* **Aim of the task**:
Give back an exact copy of the lines below, from the first through the line with "pub fn from_config(config: &LlmConfig)"; please stop there.

* **Data**:
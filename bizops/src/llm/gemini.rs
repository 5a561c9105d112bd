//! Google Gemini API client implementation
//!
//! Implements the LlmClient trait for the Gemini `generateContent` endpoint.
//! One HTTP attempt per call; failures surface to the caller immediately.

use async_trait::async_trait;
use reqwest::Client;
use serde::{Deserialize, Serialize};
use std::time::Duration;
use tracing::{debug, warn};

use super::schema::Schema;
use super::{FinishReason, GenerateRequest, GenerateResponse, LlmClient, LlmError, ResponseFormat, Role, TokenUsage};
use crate::config::LlmConfig;

const JSON_MIME_TYPE: &str = "application/json";

/// Gemini REST client
pub struct GeminiClient {
    model: String,
    api_key: String,
    base_url: String,
    http: Client,
}

impl GeminiClient {
    /// Create a new client from configuration
    ///
    /// Reads the API key from the environment variable named in config.
    pub fn from_config(config: &LlmConfig) -> Result<Self, LlmError> {
        debug!(model = %config.model, base_url = %config.base_url, "from_config: called");
        let api_key = config.get_api_key().map_err(|e| LlmError::Config(e.to_string()))?;

        let mut builder = Client::builder();
        if let Some(timeout_ms) = config.timeout_ms {
            debug!(%timeout_ms, "from_config: applying request timeout");
            builder = builder.timeout(Duration::from_millis(timeout_ms));
        }
        let http = builder.build().map_err(LlmError::Network)?;

        Ok(Self {
            model: config.model.clone(),
            api_key,
            base_url: config.base_url.trim_end_matches('/').to_string(),
            http,
        })
    }

    fn endpoint(&self) -> String {
        format!("{}/v1beta/models/{}:generateContent", self.base_url, self.model)
    }
}

/// Build the request body for the Gemini API
fn build_request_body(request: &GenerateRequest) -> GeminiRequest<'_> {
    debug!(
        content_count = %request.contents.len(),
        temperature = ?request.temperature,
        "build_request_body: called"
    );
    let contents = request
        .contents
        .iter()
        .map(|msg| GeminiContent {
            role: msg.role,
            parts: vec![GeminiPart { text: &msg.text }],
        })
        .collect();

    let system_instruction = request.system_instruction.as_deref().map(|text| GeminiSystemInstruction {
        parts: vec![GeminiPart { text }],
    });

    let (response_mime_type, response_schema) = match &request.response_format {
        ResponseFormat::Text => {
            debug!("build_request_body: text output");
            (None, None)
        }
        ResponseFormat::Json { schema } => {
            debug!("build_request_body: json output with schema");
            (Some(JSON_MIME_TYPE), Some(schema))
        }
    };

    GeminiRequest {
        contents,
        system_instruction,
        generation_config: GenerationConfig {
            temperature: request.temperature,
            response_mime_type,
            response_schema,
        },
    }
}

/// Parse the Gemini API response
fn parse_response(api_response: GeminiResponse) -> GenerateResponse {
    debug!(candidate_count = %api_response.candidates.len(), "parse_response: called");
    if let Some(reason) = api_response.prompt_feedback.as_ref().and_then(|f| f.block_reason.as_deref()) {
        warn!(%reason, "parse_response: prompt was blocked");
    }

    let usage = api_response
        .usage_metadata
        .map(|u| TokenUsage {
            prompt_tokens: u.prompt_token_count.unwrap_or(0),
            output_tokens: u.candidates_token_count.unwrap_or(0),
            total_tokens: u.total_token_count.unwrap_or(0),
        })
        .unwrap_or_default();

    let Some(candidate) = api_response.candidates.into_iter().next() else {
        debug!("parse_response: no candidates");
        return GenerateResponse {
            text: None,
            finish_reason: FinishReason::Other("NO_CANDIDATES".to_string()),
            usage,
        };
    };

    let finish_reason = candidate
        .finish_reason
        .as_deref()
        .map(FinishReason::from_gemini)
        .unwrap_or_default();

    let texts: Vec<String> = candidate
        .content
        .map(|c| c.parts)
        .unwrap_or_default()
        .into_iter()
        .filter(|p| !p.thought)
        .filter_map(|p| p.text)
        .collect();

    let text = if texts.is_empty() {
        debug!("parse_response: candidate has no text parts");
        None
    } else {
        Some(texts.concat())
    };

    GenerateResponse {
        text,
        finish_reason,
        usage,
    }
}

/// Build an `ApiError` from a non-success status and its body
///
/// The reason is the first `details[].reason`, else the envelope `status`.
fn api_error(status: u16, body: &str) -> LlmError {
    match serde_json::from_str::<GeminiErrorEnvelope>(body) {
        Ok(envelope) => {
            let error = envelope.error;
            let reason = error
                .details
                .into_iter()
                .find_map(|d| d.reason)
                .or(error.status);
            LlmError::ApiError {
                status,
                message: error.message,
                reason,
            }
        }
        Err(_) => LlmError::ApiError {
            status,
            message: body.to_string(),
            reason: None,
        },
    }
}

#[async_trait]
impl LlmClient for GeminiClient {
    async fn generate(&self, request: GenerateRequest) -> Result<GenerateResponse, LlmError> {
        debug!(%self.model, "generate: called");
        let body = build_request_body(&request);

        let response = self
            .http
            .post(self.endpoint())
            .header("x-goog-api-key", &self.api_key)
            .json(&body)
            .send()
            .await
            .map_err(|e| {
                debug!(error = %e, "generate: network error");
                LlmError::Network(e)
            })?;

        let status = response.status().as_u16();

        if status == 429 {
            debug!("generate: rate limited (429)");
            let retry_after = response
                .headers()
                .get("retry-after")
                .and_then(|v| v.to_str().ok())
                .and_then(|s| s.parse::<u64>().ok())
                .map(Duration::from_secs);
            return Err(LlmError::RateLimited { retry_after });
        }

        if !response.status().is_success() {
            let text = response.text().await.unwrap_or_default();
            debug!(%status, "generate: API error");
            return Err(api_error(status, &text));
        }

        let text = response.text().await?;
        let api_response: GeminiResponse = serde_json::from_str(&text)?;
        debug!("generate: success");
        Ok(parse_response(api_response))
    }

    fn model(&self) -> &str {
        &self.model
    }
}

// Gemini API request types

#[derive(Debug, Serialize)]
#[serde(rename_all = "camelCase")]
struct GeminiRequest<'a> {
    contents: Vec<GeminiContent<'a>>,
    #[serde(skip_serializing_if = "Option::is_none")]
    system_instruction: Option<GeminiSystemInstruction<'a>>,
    #[serde(skip_serializing_if = "GenerationConfig::is_empty")]
    generation_config: GenerationConfig<'a>,
}

#[derive(Debug, Serialize)]
struct GeminiContent<'a> {
    role: Role,
    parts: Vec<GeminiPart<'a>>,
}

#[derive(Debug, Serialize)]
struct GeminiPart<'a> {
    text: &'a str,
}

#[derive(Debug, Serialize)]
struct GeminiSystemInstruction<'a> {
    parts: Vec<GeminiPart<'a>>,
}

#[derive(Debug, Serialize)]
#[serde(rename_all = "camelCase")]
struct GenerationConfig<'a> {
    #[serde(skip_serializing_if = "Option::is_none")]
    temperature: Option<f64>,
    #[serde(skip_serializing_if = "Option::is_none")]
    response_mime_type: Option<&'static str>,
    #[serde(skip_serializing_if = "Option::is_none")]
    response_schema: Option<&'a Schema>,
}

impl GenerationConfig<'_> {
    fn is_empty(&self) -> bool {
        self.temperature.is_none() && self.response_mime_type.is_none() && self.response_schema.is_none()
    }
}

// Gemini API response types

#[derive(Debug, Deserialize)]
#[serde(rename_all = "camelCase")]
struct GeminiResponse {
    #[serde(default)]
    candidates: Vec<GeminiCandidate>,
    usage_metadata: Option<GeminiUsage>,
    prompt_feedback: Option<GeminiPromptFeedback>,
}

#[derive(Debug, Deserialize)]
#[serde(rename_all = "camelCase")]
struct GeminiCandidate {
    content: Option<GeminiResponseContent>,
    finish_reason: Option<String>,
}

#[derive(Debug, Deserialize)]
struct GeminiResponseContent {
    #[serde(default)]
    parts: Vec<GeminiResponsePart>,
}

#[derive(Debug, Deserialize)]
struct GeminiResponsePart {
    text: Option<String>,
    #[serde(default)]
    thought: bool,
}

#[derive(Debug, Deserialize)]
#[serde(rename_all = "camelCase")]
struct GeminiUsage {
    prompt_token_count: Option<u64>,
    candidates_token_count: Option<u64>,
    total_token_count: Option<u64>,
}

#[derive(Debug, Deserialize)]
#[serde(rename_all = "camelCase")]
struct GeminiPromptFeedback {
    block_reason: Option<String>,
}

#[derive(Debug, Deserialize)]
struct GeminiErrorEnvelope {
    error: GeminiErrorBody,
}

#[derive(Debug, Deserialize)]
struct GeminiErrorBody {
    message: String,
    status: Option<String>,
    #[serde(default)]
    details: Vec<GeminiErrorDetail>,
}

#[derive(Debug, Deserialize)]
struct GeminiErrorDetail {
    reason: Option<String>,
}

* **Task response**:
filename bizops/src/llm/gemini.rs
repository 5a561c9105d112bd
//! Google Gemini API client implementation
//!
//! Implements the LlmClient trait for the Gemini `generateContent` endpoint.
//! One HTTP attempt per call; failures surface to the caller immediately.

use async_trait::async_trait;
use reqwest::Client;
use serde::{Deserialize, Serialize};
use std::time::Duration;
use tracing::{debug, warn};

use super::schema::Schema;
use super::{FinishReason, GenerateRequest, GenerateResponse, LlmClient, LlmError, ResponseFormat, Role, TokenUsage};
use crate::config::LlmConfig;

const JSON_MIME_TYPE: &str = "application/json";

/// Gemini REST client
pub struct GeminiClient {
    model: String,
    api_key: String,
    base_url: String,
    http: Client,
}

impl GeminiClient {
    /// Create a new client from configuration
    ///
    /// Reads the API key from the environment variable named in config.
    pub fn from_config(config: &LlmConfig) -> Result<Self, LlmError> {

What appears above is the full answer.